The Area of a Square

26 Jul 2019

Here's a funny idea. Suppose someone forgot the formula for the area of a square, known since antiquity to be

\begin{align*} \Large{ A_{square} } &= \Large{s \cdot s }\\ &= \Large{s^2.} \end{align*}

It's ok, we forget things all the time. So without knowing this, let's try to figure this out with calculus. First, let's loosely define a square to be a two-dimensional, four-sided shape with all sides of equal length, whose sides meet at 90-degree (right) angles.

Figure 1. Plot of a square of sides \(s\), with solid black representative rectangle of height \(s\) and width \(dx\) inscribed in the square, located in the first quadrant of the Cartesian plane, starting from the origin.


INTEGRATION will be used to find the area under the curve. In this case, a flat (and rather boring) curve serves as the top boundary of the square, denoted by the solid black line, \(s\). Next, the area must be explicitly defined to include only the region contained inside the square, so the following boundary conditions are imposed:

\begin{align*} \Large{ 0 \le x \le s },\\ \Large{ 0 \le y \le s }. \end{align*}

We've restricted the area to be the closed (inclusive of endpoints) interval of \(0\) to \(s\) on both the \(x\) and \(y\)-axes, written compactly as \([0,s]\). The dotted line marks the right-most boundary of the square, closing off the area we want. Now, what's the black strip contained within the square? Let's imagine it to be a plank of Australian buloke wood flooring inside the square. It has a height \(s\), since it fits perfectly inside the square from top to bottom, and a width \(dx\). All we can say for now is that the plank has an infinitely small width of \(dx\) that can't be given an exact numerical value such as \(0.1\), \(0.01\), or even \(0.0000000001\).
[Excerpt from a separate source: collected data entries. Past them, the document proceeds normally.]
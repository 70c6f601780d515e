//! Output orders for retained clusters.
//!
//! Both orders are total: remaining ties fall back to box position and then
//! to the smallest member id, so the result never depends on input order.

use super::DiagramCluster;
use serde::{Deserialize, Serialize};
use std::cmp::Ordering;

/// Row threshold as a fraction of the mean padded height.
const ROW_THRESHOLD_FACTOR: f64 = 0.5;

#[derive(Clone, Copy, Debug, Default, PartialEq, Eq, Hash, Serialize, Deserialize)]
#[serde(rename_all = "snake_case")]
pub enum SortingMethod {
    /// Rows top to bottom, left to right within a row.
    #[default]
    ReadingOrder,
    /// Largest padded box first.
    Area,
}

pub fn order_clusters(clusters: &mut Vec<DiagramCluster>, method: SortingMethod) {
    match method {
        SortingMethod::Area => clusters.sort_by(|a, b| {
            b.padded
                .area()
                .cmp(&a.padded.area())
                .then_with(|| by_position(a, b))
        }),
        SortingMethod::ReadingOrder => {
            let rows = reading_rows(std::mem::take(clusters));
            clusters.extend(rows.into_iter().flatten());
        }
    }
}

/// Group clusters into rows of nearby vertical centres.
///
/// Clusters are walked by ascending centre; a new row starts whenever the
/// step to the previous centre exceeds half the mean padded height. Rows
/// come out top to bottom, each sorted by horizontal centre.
pub fn reading_rows(mut clusters: Vec<DiagramCluster>) -> Vec<Vec<DiagramCluster>> {
    if clusters.is_empty() {
        return Vec::new();
    }
    let mean_height =
        clusters.iter().map(|c| c.padded.h as f64).sum::<f64>() / clusters.len() as f64;
    let threshold = ROW_THRESHOLD_FACTOR * mean_height;

    clusters.sort_by(|a, b| {
        center_y(a)
            .total_cmp(&center_y(b))
            .then_with(|| center_x(a).total_cmp(&center_x(b)))
            .then_with(|| a.members.first().cmp(&b.members.first()))
    });

    let mut rows: Vec<Vec<DiagramCluster>> = Vec::new();
    let mut last_y = f64::NEG_INFINITY;
    for cluster in clusters {
        let y = center_y(&cluster);
        match rows.last_mut() {
            Some(row) if y - last_y <= threshold => row.push(cluster),
            _ => rows.push(vec![cluster]),
        }
        last_y = y;
    }
    for row in &mut rows {
        row.sort_by(|a, b| {
            center_x(a)
                .total_cmp(&center_x(b))
                .then_with(|| center_y(a).total_cmp(&center_y(b)))
                .then_with(|| a.members.first().cmp(&b.members.first()))
        });
    }
    rows
}

fn by_position(a: &DiagramCluster, b: &DiagramCluster) -> Ordering {
    (a.padded.y, a.padded.x, a.members.first()).cmp(&(b.padded.y, b.padded.x, b.members.first()))
}

fn center_x(c: &DiagramCluster) -> f64 {
    c.padded.center().0
}

fn center_y(c: &DiagramCluster) -> f64 {
    c.padded.center().1
}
Also, the location of the plank highlighted inside Figure 1 is unimportant—it can be placed anywhere inside the bounded area of the square. So while \(dx\) can't be used immediately, it will be a critical component during the problem's construction.

Figure 2. Similar to Figure 1, but with representative rectangle removed, and replaced with many narrow bands inscribing and filling the square. The bands represent an infinite number of very small areas that are added together to find the whole area of the square. Don't bother counting or measuring the bands. That's not the point!
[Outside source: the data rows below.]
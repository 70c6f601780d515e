use super::ExtractedDiagram;
use serde::{Deserialize, Serialize};

pub const NO_DIAGRAMS_MESSAGE: &str = "No diagrams detected";

/// Manifest describing the crops taken from one note.
#[derive(Clone, Debug, PartialEq, Serialize, Deserialize)]
pub struct Manifest {
    pub original_file: String,
    pub diagrams: Vec<ManifestEntry>,
    /// Present only when `diagrams` is empty.
    #[serde(default, skip_serializing_if = "Option::is_none")]
    pub message: Option<String>,
}

#[derive(Clone, Debug, PartialEq, Serialize, Deserialize)]
pub struct ManifestEntry {
    pub file: String,
    /// `[x, y, w, h]` in original image coordinates.
    pub bbox: [u32; 4],
    pub confidence: f64,
}

impl Manifest {
    pub fn is_empty(&self) -> bool {
        self.diagrams.is_empty()
    }
}

pub fn build_manifest(original_file: &str, diagrams: &[ExtractedDiagram]) -> Manifest {
    let entries: Vec<ManifestEntry> = diagrams
        .iter()
        .map(|d| ManifestEntry {
            file: d.file.clone(),
            bbox: d.bbox.to_array(),
            confidence: round3(d.confidence),
        })
        .collect();
    let message = entries
        .is_empty()
        .then(|| NO_DIAGRAMS_MESSAGE.to_string());
    Manifest {
        original_file: original_file.to_string(),
        diagrams: entries,
        message,
    }
}

fn round3(v: f64) -> f64 {
    (v * 1000.0).round() / 1000.0
}
use super::{ClusterSample, ComponentSample, LabelCounts, TimingBreakdown};
use crate::cluster::Clustering;
use crate::error::ExtractionWarning;
use crate::extract::Extraction;
use serde::Serialize;

/// End-to-end record of one extraction run.
#[derive(Clone, Debug, Serialize)]
#[serde(rename_all = "camelCase")]
pub struct PipelineTrace {
    pub input: InputDescriptor,
    pub timings: TimingBreakdown,
    /// Ink regions dropped by the contour-area filter.
    pub discarded_components: usize,
    pub labels: LabelCounts,
    pub components: Vec<ComponentSample>,
    pub proximity_groups: usize,
    pub overlap_merges: usize,
    /// Emitted clusters in output order, then rejected ones.
    pub clusters: Vec<ClusterSample>,
    pub warnings: Vec<ExtractionWarning>,
}

#[derive(Clone, Copy, Debug, PartialEq, Eq, Serialize)]
#[serde(rename_all = "camelCase")]
pub struct InputDescriptor {
    pub width: usize,
    pub height: usize,
    pub ink_pixels: usize,
}

impl PipelineTrace {
    pub fn new(input: InputDescriptor) -> Self {
        Self {
            input,
            timings: TimingBreakdown::default(),
            discarded_components: 0,
            labels: LabelCounts::default(),
            components: Vec::new(),
            proximity_groups: 0,
            overlap_merges: 0,
            clusters: Vec::new(),
            warnings: Vec::new(),
        }
    }

    pub fn record_components(&mut self, samples: Vec<ComponentSample>, discarded: usize) {
        self.labels = LabelCounts::tally(&samples);
        self.components = samples;
        self.discarded_components = discarded;
    }

    /// Record every cluster decision. Crops are matched to clusters by
    /// their member lists, so skipped clusters carry no file.
    pub fn record_clusters(&mut self, clustering: &Clustering, extraction: &Extraction) {
        self.proximity_groups = clustering.proximity_groups;
        self.overlap_merges = clustering.overlap_merges;
        self.clusters = clustering
            .clusters
            .iter()
            .map(|cluster| {
                let crop = extraction
                    .diagrams
                    .iter()
                    .find(|d| d.members == cluster.members);
                ClusterSample::retained(cluster, crop)
            })
            .chain(clustering.rejected.iter().map(ClusterSample::rejected))
            .collect();
        self.warnings = extraction.warnings.clone();
    }

    pub fn emitted(&self) -> impl Iterator<Item = &ClusterSample> + '_ {
        self.clusters.iter().filter(|c| c.is_emitted())
    }

    pub fn rejected(&self) -> impl Iterator<Item = &ClusterSample> + '_ {
        self.clusters.iter().filter(|c| c.rejection.is_some())
    }

    /// One-line summary for log output.
    pub fn summary(&self) -> String {
        format!(
            "{}x{} ink={} components={} (discarded {}, diagram {}, handwriting {}) \
             groups={} merges={} emitted={} rejected={} warnings={} total={:.1}ms",
            self.input.width,
            self.input.height,
            self.input.ink_pixels,
            self.components.len(),
            self.discarded_components,
            self.labels.diagram,
            self.labels.handwriting,
            self.proximity_groups,
            self.overlap_merges,
            self.emitted().count(),
            self.rejected().count(),
            self.warnings.len(),
            self.timings.total_ms,
        )
    }
}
The big idea with integration is that by dividing the area of the curve into infinitely many planks, calculating the area of each plank, and adding them together, you've then computed the total area under the curve. Think of each plank as a "piece of square." Combine and add all the pieces of the square together like a jigsaw puzzle, and you've got the whole square. Likewise, just as a pizza is divided into eight slices with each of your friends getting one slice, they can all be said to have a piece of the pizza. Now if everyone were to combine all the slices together (though highly unlikely), it would again form the whole pizza.
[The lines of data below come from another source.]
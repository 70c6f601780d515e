/// Read-only row access over a single-channel raster.
pub trait ImageView {
    type Pixel: Copy;

    fn width(&self) -> usize;
    fn height(&self) -> usize;

    /// Row `y`, exactly `width()` pixels long.
    fn row(&self, y: usize) -> &[Self::Pixel];

    fn rows(&self) -> Rows<'_, Self>
    where
        Self: Sized,
    {
        Rows { image: self, y: 0 }
    }
}

pub struct Rows<'a, I: ?Sized + ImageView> {
    image: &'a I,
    y: usize,
}

impl<'a, I: ImageView> Iterator for Rows<'a, I> {
    type Item = &'a [I::Pixel];

    fn next(&mut self) -> Option<Self::Item> {
        if self.y >= self.image.height() {
            return None;
        }
        let y = self.y;
        self.y += 1;
        Some(self.image.row(y))
    }
}
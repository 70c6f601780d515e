#![allow(dead_code)]

use image::{Rgba, RgbaImage};

pub const PAPER: Rgba<u8> = Rgba([255, 255, 255, 255]);
pub const INK: Rgba<u8> = Rgba([20, 30, 90, 255]);

/// Synthetic handwritten note: white paper, dark blue strokes.
pub struct Note {
    image: RgbaImage,
}

impl Note {
    pub fn new(width: u32, height: u32) -> Self {
        assert!(width > 0 && height > 0, "note dimensions must be positive");
        Self {
            image: RgbaImage::from_pixel(width, height, PAPER),
        }
    }

    fn ink(&mut self, x: i64, y: i64) {
        if x >= 0 && y >= 0 && (x as u32) < self.image.width() && (y as u32) < self.image.height()
        {
            self.image.put_pixel(x as u32, y as u32, INK);
        }
    }

    fn fill(&mut self, x0: u32, y0: u32, x1: u32, y1: u32) {
        for y in y0..y1 {
            for x in x0..x1 {
                self.ink(x as i64, y as i64);
            }
        }
    }

    /// Axis-aligned rectangle outline covering `[x, x + w) × [y, y + h)`.
    pub fn rect(mut self, x: u32, y: u32, w: u32, h: u32, stroke: u32) -> Self {
        self.fill(x, y, x + w, y + stroke);
        self.fill(x, y + h - stroke, x + w, y + h);
        self.fill(x, y, x + stroke, y + h);
        self.fill(x + w - stroke, y, x + w, y + h);
        self
    }

    /// Circle outline of outer radius `r`.
    pub fn ring(mut self, cx: i64, cy: i64, r: i64, stroke: i64) -> Self {
        let inner = r - stroke;
        for y in cy - r..=cy + r {
            for x in cx - r..=cx + r {
                let d2 = (x - cx).pow(2) + (y - cy).pow(2);
                if d2 <= r * r && d2 > inner * inner {
                    self.ink(x, y);
                }
            }
        }
        self
    }

    /// Sinusoidal scribble starting at column `x0`, drawn with a 3×3 pen.
    pub fn wave(mut self, x0: u32, len: u32, cy: f64, amplitude: f64, period: f64) -> Self {
        let mut prev: Option<i64> = None;
        for x in x0..x0 + len {
            let t = (x - x0) as f64;
            let y = (cy + amplitude * (2.0 * std::f64::consts::PI * t / period).sin()).round()
                as i64;
            let (lo, hi) = match prev {
                Some(p) => (p.min(y), p.max(y)),
                None => (y, y),
            };
            for yy in lo - 1..=hi + 1 {
                for xx in x as i64 - 1..=x as i64 + 1 {
                    self.ink(xx, yy);
                }
            }
            prev = Some(y);
        }
        self
    }

    /// Horizontal arrow pointing right, 3 px shaft, head of size `head`.
    pub fn arrow(mut self, x0: u32, x1: u32, y: u32, head: u32) -> Self {
        self.fill(x0, y - 1, x1 + 1, y + 2);
        for k in 0..=head as i64 {
            for d in -1..=1 {
                self.ink(x1 as i64 - k + d, y as i64 - k);
                self.ink(x1 as i64 - k + d, y as i64 + k);
            }
        }
        self
    }

    pub fn build(self) -> RgbaImage {
        self.image
    }
}

/// Standard 60×40 rectangle with a 3 px stroke.
pub fn rect_note(width: u32, height: u32, x: u32, y: u32) -> RgbaImage {
    Note::new(width, height).rect(x, y, 60, 40, 3).build()
}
\begin{align*} \Large{A_{square}} &= \Large{ \int_0^s s\, dx } && \text{(1)}\\ &= \Large{ s\int_0^s dx } && \text{(2)}\\ &= \Large{ s \cdot [x]_{x=0}^{x=s} } && \text{(3)}\\ &= \Large{ s \cdot ([s] - [0]) } && \text{(4)}\\ &= \Large{ s \cdot s } && \text{(5)}\\ &= \Large{ s^2. } && \text{(6)} \end{align*}

Alright, time to construct the math. Line 1 sets up the integral that says starting from zero and ending with \(s\) along the \(x\)-axis, calculate each infinitely small plank of the area that has a height \(s\) and width \(dx\).

Line 2 is interesting. While \(s\) is a variable, it represents a number, any number you want that's \(\ge 0\). To be constant also means that it remains the same throughout the problem, and does not depend on the \(x\)-axis. Since \(s\) is independent of \(x\), it can be pulled outside of the integral and be used after the integral has been evaluated.

For line 3, recall what was said about the piece of square or piece of pizza. If you combined all the pieces of the square or pizza together, you get the whole square and whole pizza, respectively. In the same way, adding up all the pieces of \(dx\) becomes \(\Large{x}\).

In line 4, observe that in line 3, \(x\) is assigned a value of \(s\) on the top and \(0\) at the bottom. These are the limits of integration, or the upper and lower bounds of the interval, which is also placed at the ends of the fancy s-shaped integral sign (\(\int\)). Simply plug-in the top value into \(x\), and subtract from it the bottom value after it's been plugged-in for \(x\) as well, leaving a simple subtraction problem with \(s-0=s\).

While a trivial exercise, it still provides a fundamental understanding of what integration aims to achieve. Break up what you're trying to solve into very small pieces, get an answer for every small piece, then add all the pieces up to get an answer. The remaining lines reveal the area of the square to simply be the product of its sides, \(s^{2}\). Thankfully, no surprises there!